> Material for this exercise:
....................

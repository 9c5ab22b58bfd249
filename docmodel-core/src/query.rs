//! Normalized query representation handed to storage collaborators.
//!
//! Raw filters arrive as MongoDB-style documents (see [`crate::normalize`]).
//! They are compiled into the backend-neutral [`Expr`] tree defined here, so
//! every storage collaborator only has to understand one query language.
//!
//! # Query Building
//!
//! ```ignore
//! use docmodel_core::query::{Filter, Query, SortDirection};
//!
//! let query = Query::builder()
//!     .filter(Filter::eq("status", "active"))
//!     .limit(10)
//!     .offset(0)
//!     .sort("_createdAt", SortDirection::Desc)
//!     .build();
//! ```
//!
//! # Filter Expression API
//!
//! - Comparison: `eq`, `ne`, `gt`, `gte`, `lt`, `lte`
//! - String: `starts_with`, `ends_with`, `contains`, `not_contains`
//! - Existence: `exists`, `not_exists`
//! - Array: `any_of`, `none_of`
//! - Logical: `and`, `or`

use bson::Bson;

use crate::document::ID;
use crate::error::ModelError;
use crate::projection::Projection;

/// Sort direction for query results.
#[derive(Debug, Clone, Copy, PartialEq, Eq)]
pub enum SortDirection {
    Asc,
    Desc,
}

impl SortDirection {
    /// Maps the `1`/`-1` convention of sort documents.
    pub fn from_order(order: i64) -> Self {
        if order < 0 { SortDirection::Desc } else { SortDirection::Asc }
    }

    pub fn as_order(&self) -> i32 {
        match self {
            SortDirection::Asc => 1,
            SortDirection::Desc => -1,
        }
    }
}

/// One sort key.
#[derive(Debug, Clone, PartialEq, Eq)]
pub struct Sort {
    pub field: String,
    pub direction: SortDirection,
}

impl Sort {
    pub fn new(field: impl Into<String>, direction: SortDirection) -> Self {
        Sort {
            field: field.into(),
            direction,
        }
    }
}

/// Field comparison operators for filter expressions.
#[derive(Debug, Clone, Copy, PartialEq, Eq)]
pub enum FieldOp {
    Eq,
    Ne,
    Gt,
    Gte,
    Lt,
    Lte,
    /// String or array contains value.
    Contains,
    /// String or array does not contain value.
    NotContains,
    StartsWith,
    EndsWith,
    /// String matches a regular expression (`$regex`).
    Matches,
    /// Field matches any of the values of an array operand (`$in`).
    AnyOf,
    /// Field matches none of the values of an array operand (`$nin`).
    NoneOf,
}

/// A filter expression.
///
/// Expressions can be combined using logical operators (`And`, `Or`, `Not`)
/// to build complex filter predicates.
#[derive(Debug, Clone, PartialEq)]
pub enum Expr {
    /// Logical AND of multiple expressions (all must match).
    And(Vec<Expr>),
    /// Logical OR of multiple expressions (any must match).
    Or(Vec<Expr>),
    /// Logical NOT of an expression.
    Not(Box<Expr>),
    /// Checks if a field exists or doesn't exist.
    Exists(String, bool),
    /// Field comparison expression. `field` may be a dotted path.
    Field {
        field: String,
        op: FieldOp,
        value: Bson,
    },
}

impl Expr {
    pub fn field(field: String, op: FieldOp, value: Bson) -> Self {
        Expr::Field { field, op, value }
    }

    /// Combines this expression with another using logical AND.
    ///
    /// If this expression is already an AND, the other expression is appended.
    pub fn and(self, other: Expr) -> Self {
        match self {
            Expr::And(mut list) => {
                list.push(other);
                Expr::And(list)
            }
            _ => Expr::And(vec![self, other]),
        }
    }

    /// Combines this expression with another using logical OR.
    pub fn or(self, other: Expr) -> Self {
        match self {
            Expr::Or(mut list) => {
                list.push(other);
                Expr::Or(list)
            }
            _ => Expr::Or(vec![self, other]),
        }
    }

    pub fn not(self) -> Self {
        Expr::Not(Box::new(self))
    }
}

/// A structured query for retrieving and filtering documents.
#[derive(Debug, Clone, Default, PartialEq)]
pub struct Query {
    /// Optional filter expression to match documents.
    pub filter: Option<Expr>,
    /// Maximum number of documents to return.
    pub limit: Option<usize>,
    /// Number of documents to skip.
    pub offset: Option<usize>,
    /// Sort keys, applied in order.
    pub sort: Vec<Sort>,
    /// Fields to return. Empty means every field.
    pub fields: Projection,
}

impl Query {
    pub fn new() -> Self {
        Query::default()
    }

    pub fn builder() -> QueryBuilder {
        QueryBuilder::new()
    }

    /// Matches a single document by id.
    pub fn by_id(id: impl Into<Bson>) -> Self {
        Query {
            filter: Some(Filter::eq(ID, id)),
            ..Query::default()
        }
    }

    /// Matches every document whose id is in `ids`.
    pub fn by_ids<I, B>(ids: I) -> Self
    where
        I: IntoIterator<Item = B>,
        B: Into<Bson>,
    {
        let ids: Vec<Bson> = ids.into_iter().map(Into::into).collect();
        Query {
            filter: Some(Filter::any_of(ID, ids)),
            ..Query::default()
        }
    }

    /// Returns a copy of the query without pagination, sorting or projection.
    pub fn unbounded(&self) -> Self {
        Query {
            filter: self.filter.clone(),
            ..Query::default()
        }
    }
}

/// Helper struct for constructing filter expressions.
pub struct Filter;

impl Filter {
    pub fn eq(field: impl Into<String>, value: impl Into<Bson>) -> Expr {
        Expr::field(field.into(), FieldOp::Eq, value.into())
    }

    pub fn ne(field: impl Into<String>, value: impl Into<Bson>) -> Expr {
        Expr::field(field.into(), FieldOp::Ne, value.into())
    }

    pub fn gt(field: impl Into<String>, value: impl Into<Bson>) -> Expr {
        Expr::field(field.into(), FieldOp::Gt, value.into())
    }

    pub fn gte(field: impl Into<String>, value: impl Into<Bson>) -> Expr {
        Expr::field(field.into(), FieldOp::Gte, value.into())
    }

    pub fn lt(field: impl Into<String>, value: impl Into<Bson>) -> Expr {
        Expr::field(field.into(), FieldOp::Lt, value.into())
    }

    pub fn lte(field: impl Into<String>, value: impl Into<Bson>) -> Expr {
        Expr::field(field.into(), FieldOp::Lte, value.into())
    }

    pub fn starts_with(field: impl Into<String>, value: impl Into<Bson>) -> Expr {
        Expr::field(field.into(), FieldOp::StartsWith, value.into())
    }

    pub fn ends_with(field: impl Into<String>, value: impl Into<Bson>) -> Expr {
        Expr::field(field.into(), FieldOp::EndsWith, value.into())
    }

    pub fn contains(field: impl Into<String>, value: impl Into<Bson>) -> Expr {
        Expr::field(field.into(), FieldOp::Contains, value.into())
    }

    pub fn not_contains(field: impl Into<String>, value: impl Into<Bson>) -> Expr {
        Expr::field(field.into(), FieldOp::NotContains, value.into())
    }

    pub fn matches(field: impl Into<String>, pattern: impl Into<String>) -> Expr {
        Expr::field(field.into(), FieldOp::Matches, Bson::String(pattern.into()))
    }

    pub fn exists(field: impl Into<String>) -> Expr {
        Expr::Exists(field.into(), true)
    }

    pub fn not_exists(field: impl Into<String>) -> Expr {
        Expr::Exists(field.into(), false)
    }

    pub fn and(exprs: impl IntoIterator<Item = Expr>) -> Expr {
        Expr::And(exprs.into_iter().collect())
    }

    pub fn or(exprs: impl IntoIterator<Item = Expr>) -> Expr {
        Expr::Or(exprs.into_iter().collect())
    }

    pub fn any_of(field: impl Into<String>, value: impl Into<Bson>) -> Expr {
        Expr::field(field.into(), FieldOp::AnyOf, value.into())
    }

    pub fn none_of(field: impl Into<String>, value: impl Into<Bson>) -> Expr {
        Expr::field(field.into(), FieldOp::NoneOf, value.into())
    }
}

#[derive(Debug, Clone, Default)]
pub struct QueryBuilder {
    query: Query,
}

impl QueryBuilder {
    pub fn new() -> Self {
        QueryBuilder::default()
    }

    pub fn filter(mut self, filter: Expr) -> Self {
        self.query.filter = Some(filter);
        self
    }

    pub fn limit(mut self, limit: usize) -> Self {
        self.query.limit = Some(limit);
        self
    }

    pub fn offset(mut self, offset: usize) -> Self {
        self.query.offset = Some(offset);
        self
    }

    /// Appends a sort key. Earlier keys take precedence.
    pub fn sort(mut self, field: impl Into<String>, direction: SortDirection) -> Self {
        self.query.sort.push(Sort::new(field, direction));
        self
    }

    pub fn fields(mut self, fields: Projection) -> Self {
        self.query.fields = fields;
        self
    }

    pub fn build(self) -> Query {
        self.query
    }
}

/// Walks an [`Expr`] tree, producing a backend specific representation.
pub trait QueryVisitor {
    type Output;
    type Error: Into<ModelError>;

    fn visit_and(&mut self, exprs: &[Expr]) -> Result<Self::Output, Self::Error>;
    fn visit_or(&mut self, exprs: &[Expr]) -> Result<Self::Output, Self::Error>;
    fn visit_not(&mut self, expr: &Expr) -> Result<Self::Output, Self::Error>;
    fn visit_exists(
        &mut self,
        field: &str,
        should_exist: bool,
    ) -> Result<Self::Output, Self::Error>;
    fn visit_field(
        &mut self,
        field: &str,
        op: &FieldOp,
        value: &Bson,
    ) -> Result<Self::Output, Self::Error>;

    fn visit_expr(&mut self, expr: &Expr) -> Result<Self::Output, Self::Error> {
        match expr {
            Expr::And(exprs) => self.visit_and(exprs),
            Expr::Or(exprs) => self.visit_or(exprs),
            Expr::Not(expr) => self.visit_not(expr),
            Expr::Exists(field, should_exist) => self.visit_exists(field, *should_exist),
            Expr::Field { field, op, value } => self.visit_field(field, op, value),
        }
    }
}
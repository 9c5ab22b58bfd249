use bson::Bson;
use tracing::debug;

use super::{DeleteOptions, DeleteResponse, Model};
use crate::access::AccessAction;
use crate::document::ID;
use crate::error::ModelResult;
use crate::hook::HookType;
use crate::normalize::{FilterInput, compile};
use crate::query::Query;

impl Model {
    /// Deletes every document matching `query`.
    ///
    /// `beforeDelete` hooks see each matched document and may veto the whole
    /// deletion. `afterDelete` hooks run detached once the documents are gone.
    pub async fn delete(&self, query: impl Into<FilterInput>, options: DeleteOptions) -> ModelResult<DeleteResponse> {
        self.ensure_connected().await?;

        let filter = self.normalizer().filter(query.into())?;
        self.authorize(AccessAction::Delete, options.client.as_ref()).await?;

        let matched = self
            .storage
            .find(
                &Query {
                    filter: compile(&filter)?,
                    ..Query::default()
                },
                &self.name,
            )
            .await?
            .results;

        if matched.is_empty() {
            return Ok(DeleteResponse { deleted_count: 0 });
        }

        let ctx = self
            .hook_context(HookType::BeforeDelete, &options.request)
            .with_query(filter.clone());
        self.chain(HookType::BeforeDelete).run_batch(matched.clone(), &ctx).await?;

        let ids: Vec<Bson> = matched.iter().filter_map(|document| document.get(ID).cloned()).collect();
        let deleted_count = self.storage.delete(&Query::by_ids(ids), &self.name).await?;

        debug!(collection = %self.name, deleted_count, "documents deleted");

        self.detach(self.chain(HookType::AfterDelete).best_effort(
            matched,
            self.hook_context(HookType::AfterDelete, &options.request)
                .with_query(filter),
        ))
        .await;

        Ok(DeleteResponse { deleted_count })
    }
}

....................

> Exercise objective: The required output is every line above from the one with "Field matches none" down to the one with "expression is appended.", restated word for word, ends included.

> Output of the exercise:
    /// Field matches none of the values of an array operand (`$nin`).
    NoneOf,
}

/// A filter expression.
///
/// Expressions can be combined using logical operators (`And`, `Or`, `Not`)
/// to build complex filter predicates.
#[derive(Debug, Clone, PartialEq)]
pub enum Expr {
    /// Logical AND of multiple expressions (all must match).
    And(Vec<Expr>),
    /// Logical OR of multiple expressions (any must match).
    Or(Vec<Expr>),
    /// Logical NOT of an expression.
    Not(Box<Expr>),
    /// Checks if a field exists or doesn't exist.
    Exists(String, bool),
    /// Field comparison expression. `field` may be a dotted path.
    Field {
        field: String,
        op: FieldOp,
        value: Bson,
    },
}

impl Expr {
    pub fn field(field: String, op: FieldOp, value: Bson) -> Self {
        Expr::Field { field, op, value }
    }

    /// Combines this expression with another using logical AND.
    ///
    /// If this expression is already an AND, the other expression is appended.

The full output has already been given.